Pacific Place Garage sale moves forward

The Affordable Housing, Neighborhoods and Finance Committee took up the sale of the Pacific Place Garage this morning — a testament to how complicated government finances can be.

The City originally invested in the garage in 1998 as part of a larger deal with developers to redevelop a run-down three block section of downtown Seattle. They issued bonds to raise the money for their part of the investment. Overall the garage itself has been a good deal; parking revenues have covered costs, and in addition the city has received $900,000 in sales taxes and $6.6 million in commercial parking taxes.  The problem has been the bonds; they were structured with small debt service payments in the early years and increasingly larger ones over the year. The last few years, the city’s revenues have not covered the debt payments — leading the city to do an inter-departmental loan in order to cover the deficit.

In 2013 the city received an unsolicited offer to buy the garage for $55 million; the Council’s staff evaluated the offer vs. the value of the property and recommended the Council decline the offer.  That was a smart move, because late last year the Department of Finance and Administrative Services (FAS) ran a 2-round competitive bidding process and landed an $87 million bid to purchase the garage.

The purchaser is an affiliate of Madison Marquette, the company that operates Pacific Place Mall. The deal the city negotiated has some labor provisions to protect the garage workers and maintain equity principles; it also prohibits the buyer from raising parking prices for the remainder of 2016.

The first order of business with the proceeds is paying off debt.  The inter-departmental loan gets repaid right away. The bond itself can’t be paid off yet; the first “call date” when it can be paid off is October 2017. So the city will set aside the remaining principal and enough to cover interest payments between now and then, and stick that all in an escrow account; at that point it’s effectively off the city’s books.

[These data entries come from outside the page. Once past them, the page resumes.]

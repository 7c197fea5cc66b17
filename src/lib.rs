//! # DynamoDB Batch Operations
//!
//! Resilient batch writes and reads plus query-construction helpers for
//! DynamoDB:
//! - Order-preserving partitioning into request-sized chunks
//! - Batch sizing from an estimated item size
//! - Retried batch writes that never lose an unprocessed item
//! - Parallel batch reads with bounded concurrency
//! - Filter/condition expression builders (ranges, `IN`, text search,
//!   optimistic locking, soft deletes)
//! - Haversine distance and coarse proximity buckets
//!
//! ## Quick Start
//!
//! ```rust,no_run
//! use dynamo_batch::{DynamoTable, Error};
//! use serde::{Deserialize, Serialize};
//!
//! #[derive(Debug, Clone, Serialize, Deserialize)]
//! struct Visit {
//!     plan_id: String,
//!     seq: String,
//!     place: String,
//! }
//!
//! impl DynamoTable for Visit {
//!     type PK = String;
//!     type SK = String;
//!
//!     const TABLE: &'static str = "visits";
//!     const PARTITION_KEY: &'static str = "plan_id";
//!     const SORT_KEY: Option<&'static str> = Some("seq");
//!
//!     fn partition_key(&self) -> Self::PK {
//!         self.plan_id.clone()
//!     }
//!
//!     fn sort_key(&self) -> Option<Self::SK> {
//!         Some(self.seq.clone())
//!     }
//! }
//!
//! #[tokio::main]
//! async fn main() -> Result<(), Error> {
//!     let config = aws_config::defaults(aws_config::BehaviorVersion::latest()).load().await;
//!     dynamo_batch::init(&config).await;
//!
//!     let visits: Vec<Visit> = (0..60)
//!         .map(|i| Visit {
//!             plan_id: "plan-1".to_string(),
//!             seq: format!("{i:03}"),
//!             place: "Gyeongbokgung".to_string(),
//!         })
//!         .collect();
//!
//!     let result = Visit::batch_upsert(visits).await?;
//!     println!(
//!         "{} written, {} pending after {} attempts",
//!         result.success_count(),
//!         result.failure_count(),
//!         result.attempts
//!     );
//!
//!     Ok(())
//! }
//! ```
//!
//! Any backend can be driven through [`BatchExecutor`] by implementing
//! [`BatchStore`].
#![deny(
    warnings,
    bad_style,
    dead_code,
    improper_ctypes,
    non_shorthand_field_patterns,
    no_mangle_generic_items,
    overflowing_literals,
    path_statements,
    patterns_in_fns_without_body,
    unconditional_recursion,
    unused,
    unused_allocation,
    unused_comparisons,
    unused_parens,
    while_true,
    missing_debug_implementations,
    missing_docs,
    trivial_casts,
    trivial_numeric_casts,
    unreachable_pub,
    unused_extern_crates,
    unused_import_braces,
    unused_qualifications,
    unused_results,
    deprecated,
    unknown_lints,
    unreachable_code,
    unused_mut
)]

mod error;
pub use error::Error;

/// Batch execution, stores and the table trait
pub mod table;

pub mod expression;
pub mod geo;
pub mod metrics;

pub use expression::{BooleanOperator, Expression};
pub use geo::GeoPoint;
pub use metrics::RepositoryMetrics;
pub use table::{
    BatchExecutor, BatchLimits, BatchOperationType, BatchReadOutput, BatchStore, BatchWriteResult,
    CompositeKey, DynamoDbStore, DynamoTable, RetryPolicy, optimal_batch_size, partition,
};

// Re-export aws-config types for configuration
pub use aws_config::{
    BehaviorVersion, Region, SdkConfig, defaults,
    meta::region::{ProvideRegion, RegionProviderChain},
    retry::{RetryConfig, RetryMode},
    timeout::TimeoutConfig,
};

// Re-export aws-types for advanced configuration
pub use aws_types::sdk_config::Builder as SdkConfigBuilder;

use aws_sdk_dynamodb::Client as DynamoDbClient;
use tokio::sync::OnceCell;

/// Global DynamoDB client instance
static GLOBAL_CLIENT: OnceCell<DynamoDbClient> = OnceCell::const_new();

/// Client configuration used when nothing was initialized explicitly
///
/// SDK-level retries stay adaptive with 3 attempts; they sit below the batch
/// retry loop, which only sees what the SDK gives up on.
async fn aws_config_defaults() -> SdkConfig {
    use std::time::Duration;

    let timeout_config = TimeoutConfig::builder()
        .connect_timeout(Duration::from_secs(3))
        .read_timeout(Duration::from_secs(20))
        .operation_timeout(Duration::from_secs(60))
        .build();

    let mut loader = defaults(BehaviorVersion::latest())
        .retry_config(
            RetryConfig::adaptive()
                .with_max_attempts(3)
                .with_initial_backoff(Duration::from_secs(1)),
        )
        .timeout_config(timeout_config);

    // Support LocalStack via AWS_PROFILE=localstack
    if std::env::var("AWS_PROFILE").unwrap_or_default() == "localstack" {
        loader = loader.endpoint_url("http://127.0.0.1:4566");
    }

    loader.load().await
}

/// Initialize the global DynamoDB client with a custom AWS config
///
/// Has no effect once the client exists.
///
/// ```rust,no_run
/// #[tokio::main]
/// async fn main() {
///     let config = aws_config::defaults(aws_config::BehaviorVersion::latest())
///         .region(aws_config::Region::new("ap-northeast-2"))
///         .load()
///         .await;
///     dynamo_batch::init(&config).await;
/// }
/// ```
pub async fn init(config: &SdkConfig) {
    let _ = GLOBAL_CLIENT
        .get_or_init(|| async { DynamoDbClient::new(config) })
        .await;
}

/// Initialize the global DynamoDB client with a custom client instance
pub async fn init_with_client(client: DynamoDbClient) {
    let _ = GLOBAL_CLIENT.get_or_init(|| async { client }).await;
}

/// Get a reference to the global DynamoDB client
///
/// Initializes it on first use with adaptive retries, 3 s connect / 20 s read /
/// 60 s operation timeouts and the LocalStack endpoint when
/// `AWS_PROFILE=localstack`. Call [`init`] or [`init_with_client`] first to
/// override.
pub async fn dynamodb_client() -> &'static DynamoDbClient {
    GLOBAL_CLIENT
        .get_or_init(|| async {
            let config = aws_config_defaults().await;
            DynamoDbClient::new(&config)
        })
        .await
}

Now here’s where the finances get trickier (and why the city has a “bond attorney.”). Since the City used capital-improvement bonds to pay for the garage, proceeds from the sale are considered equivalent to bond proceeds and face the same restrictions on how they can be spent. So the City can’t just dump them into the General Fund and spend them on anything — or even use them to repay the bonds. Instead, they swap some money around: they find a capital project being paid for out of the General Fund, pay for it with the garage sale proceeds, and recoup the General Fund dollars which can then be spent without restrictions. Pay off the inter-department loan, and stick the required amount of money in the escrow fund.

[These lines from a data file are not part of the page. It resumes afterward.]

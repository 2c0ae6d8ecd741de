//! `log` backend writing to the browser console.

use anyhow::{Result, bail};
use log::{Level, LevelFilter, Log, Metadata, Record};
use wasm_bindgen::JsValue;
use web_sys::console;

struct ConsoleLogger;

static LOGGER: ConsoleLogger = ConsoleLogger;

impl Log for ConsoleLogger {
    fn enabled(&self, metadata: &Metadata) -> bool {
        metadata.level() <= log::max_level()
    }

    fn log(&self, record: &Record) {
        if !self.enabled(record.metadata()) {
            return;
        }
        let line: JsValue = format!("[{}] {}: {}", record.level(), record.target(), record.args()).into();
        match record.level() {
            Level::Error => console::error_1(&line),
            Level::Warn => console::warn_1(&line),
            Level::Info => console::info_1(&line),
            Level::Debug | Level::Trace => console::debug_1(&line),
        }
    }

    fn flush(&self) {}
}

/// Installs the console logger. Later calls only change the level.
pub fn init(level: LevelFilter) {
    log::set_logger(&LOGGER).ok();
    log::set_max_level(level);
}

pub fn parse_level(name: &str) -> Result<LevelFilter> {
    match name.trim().to_ascii_lowercase().as_str() {
        "off" => Ok(LevelFilter::Off),
        "error" => Ok(LevelFilter::Error),
        "warn" => Ok(LevelFilter::Warn),
        "info" => Ok(LevelFilter::Info),
        "debug" => Ok(LevelFilter::Debug),
        "trace" => Ok(LevelFilter::Trace),
        other => bail!("Unknown log level '{}'.", other),
    }
}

That will leave proceeds of about $17-19 million. To the extent that the city can find additional capital projects in the General Fund, they can keep using that trick to get unrestricted funds; otherwise they need to find capital projects.  This is pretty much a moot point right now, since the money will sit in a bank account and the city will have plenty of capital projects over the next couple of years to spend it on.

The real question, which was punted on today, is what to spend the proceeds on. The Mayor has stated that he intends to spend it on paying in part for the new North Precinct police station.  Council member Herbold today expressed her desire to use some of it instead to ensure that the city can retain the entire Myers Way parcels of property in Delridge, rather than sell some of that off to pay for the $5 million of funds allocated to the State of Emergency homeless response as the Council committed to do last November. That debate will play out this fall during the 2017-2018 budget discussions.

In the meantime, the committee voted to approve the sale this morning (and the accompanying financial maneuvers), and they will go to the full Council for final approval on Monday.